History shows us that slavery is an economic catastrophe as well as a moral one

Slavery has certainly been in the headlines in the past couple of weeks.

Given this sudden interest in this area of history, it is worth considering the economic lessons it can teach us, as well as the moral ones.

Slavery was abolished in England itself in the twelfth century. Then in 1772, Lord Mansfield gave his famous judgment that as soon as any slave set foot on British soil, he or she was automatically freed.

Clearly, some people became rich by trading or owning slaves abroad. There is nothing new or unusual about this. Taking a broad sweep of human history, the societies in which slavery does not feature form a very distinct minority.

It was Karl Marx who coined the phrase the “ancient mode of production” to describe the economies of both Ancient Greece and Rome. Greece, of course, gave us the concept of democracy itself.
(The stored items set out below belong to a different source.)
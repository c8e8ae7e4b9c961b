use axum::{
    extract::{Path, State},
    response::IntoResponse,
    Json,
};
use serde::Serialize;

use serac_avalanche::indexers::{SubnetIndexer, SubnetRecord};
use serac_core::{BucketKind, Domain, Id32};

use crate::{Error, Facade};

#[derive(Debug, Serialize)]
#[serde(rename_all = "camelCase")]
struct SubnetView {
    subnet_id: String,
    owner_addresses: Vec<String>,
    threshold: u32,
    locktime: u64,
    create_block_height: u64,
    create_block_timestamp: u64,
    is_l1: bool,
    #[serde(skip_serializing_if = "Option::is_none")]
    l1_validator_manager_chain_id: Option<String>,
    #[serde(skip_serializing_if = "Option::is_none")]
    l1_validator_manager_address: Option<String>,
}

impl From<SubnetRecord> for SubnetView {
    fn from(value: SubnetRecord) -> Self {
        Self {
            subnet_id: value.subnet_id.to_string(),
            owner_addresses: value.owners.addresses,
            threshold: value.owners.threshold,
            locktime: value.owners.locktime,
            create_block_height: value.created_at_height,
            create_block_timestamp: value.created_at_time,
            is_l1: value.is_l1,
            l1_validator_manager_chain_id: value.manager_chain_id.map(|id| id.to_string()),
            l1_validator_manager_address: value
                .manager_address
                .map(|addr| format!("0x{}", hex::encode(addr))),
        }
    }
}

fn indexer<D: Domain>(facade: &Facade<D>) -> SubnetIndexer<D::Bucket> {
    SubnetIndexer::new(facade.domain.bucket(BucketKind::Subnets).clone())
}

pub async fn list<D: Domain>(
    Path(net): Path<String>,
    State(facade): State<Facade<D>>,
) -> Result<impl IntoResponse, Error> {
    facade.check_network(&net)?;

    let subnets: Vec<SubnetView> = indexer(&facade)
        .list()?
        .into_iter()
        .map(SubnetView::from)
        .collect();

    Ok(Json(serde_json::json!({ "subnets": subnets })))
}

pub async fn by_id<D: Domain>(
    Path((net, id)): Path<(String, String)>,
    State(facade): State<Facade<D>>,
) -> Result<impl IntoResponse, Error> {
    facade.check_network(&net)?;

    let id = Id32::from_cb58(&id).map_err(|_| Error::NotFound)?;

    let record = indexer(&facade).get(&id)?.ok_or(Error::NotFound)?;

    Ok(Json(SubnetView::from(record)))
}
Yet, ironically, its economy was built on slavery.

Rome developed the concept even further. With a plentiful supply of labour from its military conquests, the aristocracy owned vast tracts of land, maintained by slaves.

Yet although individuals became rich through slavery, Rome as a society did not.

When the Empire was at its maximum extent in the second century AD, the living standard of the average Roman citizen was the highest the world had yet seen. Indeed, it was probably not surpassed until the early modern era.

Yet the Roman economy, prosperous though it was, remained at the living standard of purely agrarian societies. It never got “lift off”, as Europe did in the eighteenth and nineteenth centuries.

The fundamental problem was that an economy based on slavery has little incentive to adopt new, more efficient ways of working. Indeed, for the individual slave there is virtually no incentive at all. If a particular task can be done better and more quickly, there is always another one which he or she will be given. Innovations, when they did happen, spread only very slowly.

The inherent inefficiency of slavery as a method of production is clear from the experience of Stalin’s Soviet Union and Mao Tse Tung’s Communist China — the two great slave societies of the twentieth century.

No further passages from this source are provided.